Suppressive effect of orally administered copper(II)-aspirinate (Cu2(asp)4) complex on the generation of reactive oxygen species in the skin of animals subjected to UVA exposure.

As reactive oxygen species (ROS) are involved in the pathogenesis of various diseases, superoxide dismutase (SOD) and its mimetic complexes have been intensively studied. Recently, we found that Cu(2)(aspirinate)(4) (Cu(2)(asp)(4)) has both in vitro and in vivo antioxidative activities. We investigated the suppressive effect of Cu(2)(asp)(4) on ROS generation in the skin of hairless mice that were orally administered Cu(2)(asp)(4) and followed by UVA exposure. The results were compared with those obtained from mice that were orally administered Cu(salicylate)(2) (Cu(sal)(2)) or Cu(acetate)(2), (Cu(ace)(2)) and followed by UVA exposure. After confirming that Cu(2)(asp)(4) suppressed ROS generation in the skin, we measured both SOD activity and metallothionein (MT) and SOD protein levels in the whole proteins extracted from the skin of ICR mice that were orally administered Cu(II) compounds. The Cu(2)Zn(2)-SOD activity was enhanced by the administration of Cu(II) compounds; however, no alterations in the protein levels of MT and SOD were observed.
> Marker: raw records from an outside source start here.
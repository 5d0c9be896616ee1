//! # Command Buffer
//!
//! An append-only byte builder for composing ESC/POS command streams, and
//! the [`Document`] of flushed segments it produces.
//!
//! The composer flushes twice on receipts with a logo: once after the
//! raster block and once after the text body. Segment boundaries bound the
//! size of a single transport write, which matters because the raster block
//! alone can dwarf the rest of the receipt. A flushed segment is handed to
//! the transport exactly once and never replayed.

use crate::protocol::{commands, encoding};

/// Append-only builder for one receipt's command stream.
///
/// ## Example
///
/// ```
/// use quetzal::render::CommandBuffer;
///
/// let mut buf = CommandBuffer::new();
/// buf.cmd(&[0x1B, 0x40]);
/// buf.line("Hola");
/// let segment = buf.flush();
/// assert_eq!(segment, vec![0x1B, 0x40, b'H', b'o', b'l', b'a', 0x0A]);
/// assert!(buf.is_empty());
/// ```
#[derive(Debug, Default)]
pub struct CommandBuffer {
    bytes: Vec<u8>,
}

impl CommandBuffer {
    /// Create an empty buffer.
    pub fn new() -> Self {
        Self::default()
    }

    /// Append raw command bytes.
    pub fn cmd(&mut self, bytes: &[u8]) {
        self.bytes.extend_from_slice(bytes);
    }

    /// Append text, routed through the printable-ASCII encoder. No line
    /// terminator is added.
    pub fn text(&mut self, s: &str) {
        self.bytes.extend(encoding::encode(s));
    }

    /// Append an encoded text line followed by LF.
    pub fn line(&mut self, s: &str) {
        self.text(s);
        self.bytes.push(commands::LF);
    }

    /// Append a bare LF.
    pub fn newline(&mut self) {
        self.bytes.push(commands::LF);
    }

    /// Yield the accumulated bytes and clear the buffer.
    pub fn flush(&mut self) -> Vec<u8> {
        std::mem::take(&mut self.bytes)
    }

    /// Whether anything has accumulated since the last flush.
    pub fn is_empty(&self) -> bool {
        self.bytes.is_empty()
    }

    /// Accumulated byte count since the last flush.
    pub fn len(&self) -> usize {
        self.bytes.len()
    }
}

/// One composed receipt: the ordered segments produced by the composer's
/// flush points, consumed exactly once by the transport.
#[derive(Debug, Default)]
pub struct Document {
    segments: Vec<Vec<u8>>,
}

impl Document {
    /// Create an empty document.
    pub fn new() -> Self {
        Self::default()
    }

    /// Append a non-empty segment; empty flushes are dropped.
    pub fn push_segment(&mut self, segment: Vec<u8>) {
        if !segment.is_empty() {
            self.segments.push(segment);
        }
    }

    /// The ordered segments.
    pub fn segments(&self) -> &[Vec<u8>] {
        &self.segments
    }

    /// Total byte count across all segments.
    pub fn len(&self) -> usize {
        self.segments.iter().map(Vec::len).sum()
    }

    /// Whether the document carries no bytes.
    pub fn is_empty(&self) -> bool {
        self.segments.is_empty()
    }

    /// All segments concatenated, for inspection and byte dumps.
    pub fn to_bytes(&self) -> Vec<u8> {
        let mut out = Vec::with_capacity(self.len());
        for segment in &self.segments {
            out.extend_from_slice(segment);
        }
        out
    }
}

// ============================================================================
// TESTS
// ============================================================================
Metallokinetics of the paramagnetic Cu(II) species in the circulating blood of rats, as estimated by electron spin resonance (ESR), revealed that among the Cu(II) compounds, the residence time of the Cu(II) species from Cu(2)(asp)(4) was the longest. On the basis of these results, we conclude that Cu(2)(asp)(4) is an orally potent antioxidative compound that suppresses ROS generation in the skin. The residence time of Cu(II) in the blood and the enhanced SOD activity in the skin following the oral administration of Cu(2)(asp)(4) support this conclusion. Here, we propose that Cu(2)(asp)(4) may be used to protect the skin against ROS generation.